The Washington Post: Now, Just a Blog

The comments made by Spencer Ackerman on Journolist are revolting. First of all, he casually, and seriously, suggests that they pick an innocent journalist from the other side and mount a slander campaign against him based on zero evidence. Furthermore, they want to call their target one of the vilest things you can be called in America – a racist.  Evidence was beside the point to these deeply sick individuals. Their willingness to destroy an individual’s life is even more disgusting when you understand the reason – their candidate was coming under fire. So rather than discuss the issue at hand, their instinct was to divert attention by sacrificing the life and reputation of someone from the other side. 

This is deeply un-American.

And then there was the graphic language Ackerman used to describe what  wanted to do to his fellow journalists from the other side:

What is necessary is to raise the cost on the right of going after the left. In other words, find a rightwinger’s [head] and smash it through a plate-glass window. Take a snapshot of the bleeding mess and send it out in a Christmas card to let the right know that it needs to live in a state of constant fear.

Could there be a sicker thought? We live in America, not in Nazi Germany of the 1930’s. He sounds like some sick Gauleiter from one of the concentration camps. But of course, after that he immediately wrote:

Obviously I mean this rhetorically.

That’s the way his brain works? Even rhetorically? The man is in serious need of some psychological help, if you ask me. Even Mel Gibson could give this guy lessons on etiquette and anger management.

The Washington Post has gone bonkers in the last couple of years. Why? Well, they have Journolist’s founder and probably a number of other journolist contributors.

Byron York:

If any large publication stands to suffer from the JournoList controversy, it’s the Washington Post.  The paper hired JournoList founder Ezra Klein from the left-wing publication The American Prospect, and Klein continued to run JournoList while at the Post.  In June, the paper quickly accepted the resignation of David Weigel, whom it hired from the left-wing publication The Washington Independent, over comments made on JournoList.  (Klein announced he was shutting down the list-serv shortly thereafter.)  It is not known whether other Post writers, some of whom also came to the paper from left-wing publications, took part in JournoList; I have asked a couple, and they haven’t yet responded.
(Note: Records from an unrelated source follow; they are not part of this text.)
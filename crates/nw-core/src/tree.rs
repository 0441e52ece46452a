//! The fixed room tree.
//!
//! Every node with children is zoomable: double-clicking its box opens the
//! room that holds its children. The tree is supplied once per session and
//! never mutated; edges run from parent to child.

use crate::id::NodeId;
use petgraph::Direction;
use petgraph::graph::NodeIndex;
use petgraph::stable_graph::StableDiGraph;
use serde::{Deserialize, Serialize};
use std::collections::HashMap;

/// A node as supplied by the room-tree collaborator.
#[derive(Debug, Clone, PartialEq, Serialize, Deserialize)]
pub struct NodeSpec {
    pub id: NodeId,
    /// Single letter, or empty for structural nodes.
    #[serde(default)]
    pub label: String,
    #[serde(default)]
    pub children: Vec<NodeSpec>,
}

impl NodeSpec {
    pub fn leaf(id: &str, label: &str) -> Self {
        Self {
            id: NodeId::intern(id),
            label: label.to_string(),
            children: Vec::new(),
        }
    }

    pub fn branch(id: &str, label: &str, children: Vec<NodeSpec>) -> Self {
        Self {
            id: NodeId::intern(id),
            label: label.to_string(),
            children,
        }
    }
}

#[derive(Debug, Clone)]
pub struct TreeNode {
    pub id: NodeId,
    pub label: String,
}

/// Indexed, immutable view of the room tree.
#[derive(Debug, Clone)]
pub struct NodeTree {
    graph: StableDiGraph<TreeNode, ()>,
    root: NodeIndex,
    id_index: HashMap<NodeId, NodeIndex>,
}

impl NodeTree {
    /// Build the tree from its root spec.
    ///
    /// # Errors
    /// Returns a message naming the first id that appears twice.
    pub fn new(spec: &NodeSpec) -> Result<Self, String> {
        let mut graph = StableDiGraph::new();
        let mut id_index = HashMap::new();
        let root = graph.add_node(TreeNode {
            id: spec.id,
            label: spec.label.clone(),
        });
        id_index.insert(spec.id, root);

        let mut pending: Vec<(NodeIndex, &NodeSpec)> = vec![(root, spec)];
        while let Some((parent, parent_spec)) = pending.pop() {
            for child in &parent_spec.children {
                if id_index.contains_key(&child.id) {
                    log::warn!("room tree rejected: duplicate id {}", child.id);
                    return Err(format!("Duplicate node id \"{}\" in room tree", child.id));
                }
                let idx = graph.add_node(TreeNode {
                    id: child.id,
                    label: child.label.clone(),
                });
                graph.add_edge(parent, idx, ());
                id_index.insert(child.id, idx);
                pending.push((idx, child));
            }
        }

        Ok(Self {
            graph,
            root,
            id_index,
        })
    }

    /// Parse a JSON `NodeSpec` document and index it.
    pub fn from_json(json: &str) -> Result<Self, String> {
        let spec: NodeSpec =
            serde_json::from_str(json).map_err(|e| format!("Invalid room tree JSON: {e}"))?;
        Self::new(&spec)
    }

    pub fn root_id(&self) -> NodeId {
        self.graph[self.root].id
    }

    pub fn get(&self, id: NodeId) -> Option<&TreeNode> {
        self.id_index.get(&id).map(|idx| &self.graph[*idx])
    }

    pub fn contains(&self, id: NodeId) -> bool {
        self.id_index.contains_key(&id)
    }

    pub fn label(&self, id: NodeId) -> Option<&str> {
        self.get(id).map(|n| n.label.as_str())
    }

    pub fn parent_of(&self, id: NodeId) -> Option<NodeId> {
        let idx = *self.id_index.get(&id)?;
        self.graph
            .neighbors_directed(idx, Direction::Incoming)
            .next()
            .map(|p| self.graph[p].id)
    }

    /// Children in declaration order.
    pub fn children_of(&self, id: NodeId) -> Vec<&TreeNode> {
        let Some(&idx) = self.id_index.get(&id) else {
            return Vec::new();
        };
        // Indices are allocated in insertion order; sorting restores it
        // regardless of adjacency-list iteration order.
        let mut children: Vec<NodeIndex> = self
            .graph
            .neighbors_directed(idx, Direction::Outgoing)
            .collect();
        children.sort();
        children.into_iter().map(|c| &self.graph[c]).collect()
    }

    pub fn is_zoomable(&self, id: NodeId) -> bool {
        self.id_index.get(&id).is_some_and(|idx| {
            self.graph
                .neighbors_directed(*idx, Direction::Outgoing)
                .next()
                .is_some()
        })
    }
}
…But none of those now-published comments came from Post writers.  So is there a problem for the paper?  Potentially.  Since the paper employs JournoList’s founder and proprietor, and since comments on JournoList led to Weigel’s leaving the paper, and since those events raise questions about whether other Post journalists took part in JournoList, and since there are likely more stories to come from the thousands of still-unpublished exchanges on JournoList, it is reasonable to ask what the Post’s management knows, and what it knew in the past, about Post journalists taking part in the list-serv.
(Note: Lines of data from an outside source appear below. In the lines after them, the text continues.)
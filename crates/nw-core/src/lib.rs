pub mod admission;
pub mod behavior;
pub mod collision;
pub mod geometry;
pub mod id;
pub mod label;
pub mod model;
pub mod store;
pub mod tree;

pub use admission::{AdmissionRequest, CapacityTable, LetterCapacity, can_add_connection};
pub use behavior::{ElementKind, PlaceableBehavior, PlaceableKind, behavior_for_id, behavior_for_kind};
pub use collision::{PlacementConfig, has_placement_collision};
pub use geometry::{Point, Square};
pub use id::NodeId;
pub use label::{LabelType, combine_labels, convert_label, resolve_flow_label, sync_incoming_stub_labels};
pub use model::*;
pub use store::{GraphStore, ListenerId, Room};
pub use tree::{NodeSpec, NodeTree, TreeNode};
It’s reasonable to ask — but the Post isn’t going to answer.  On Tuesday afternoon, I sent a list of questions to Post spokeswoman Kris Coratti. Does Post management know who among its employees participated in JournoList?  If so, did management know at the time JournoList was active? Has Post management reviewed employees’ writings on JournoList?  If not, does it plan to do so? Has Post management specifically reviewed the JournoList writings of founder Ezra Klein? Did the Post know about Klein’s involvement in JournoList when he was hired?  (The list-serv’s existence and Klein’s involvement were first reported by Michael Calderone, then with Politico, before Klein went to the Post.)  If the Post knew, did it approve of Klein’s involvement in the list?  And did Post management order Klein to put an end to JournoList after the David Weigel controversy became news, or did Klein do it on his own?

And from Politico:

The once-cautious Washington Post has begun to invest heavily in the liberal blogosphere, transforming its online presence – through a combination of accident and design – into a competitor of the Huffington Post and TalkingPointsMemo as much as the New York Times. 

The Post’s foray into the new media world received some unfavorable attention last weekend when its latest hire, Dave Weigel, who covers conservatives, referred to gay marriage foes as “bigots.” But the resulting controversy brought into relief a larger shift: The Post now hosts three of the strongest liberal blogs on the Internet, and draws a disproportionate share of its traffic and buzz from them, a significant change for a traditional newspaper that has struggled to remake itself.

So there you have it.

This week, we learned a couple of interesting things. First the media does conspire to protect Democrats. We knew this all along, but now we have the proof. Second, the charges of racism are not even believed by those issuing them.

What a bunch of lousy journalists we have these days. What utter cranks.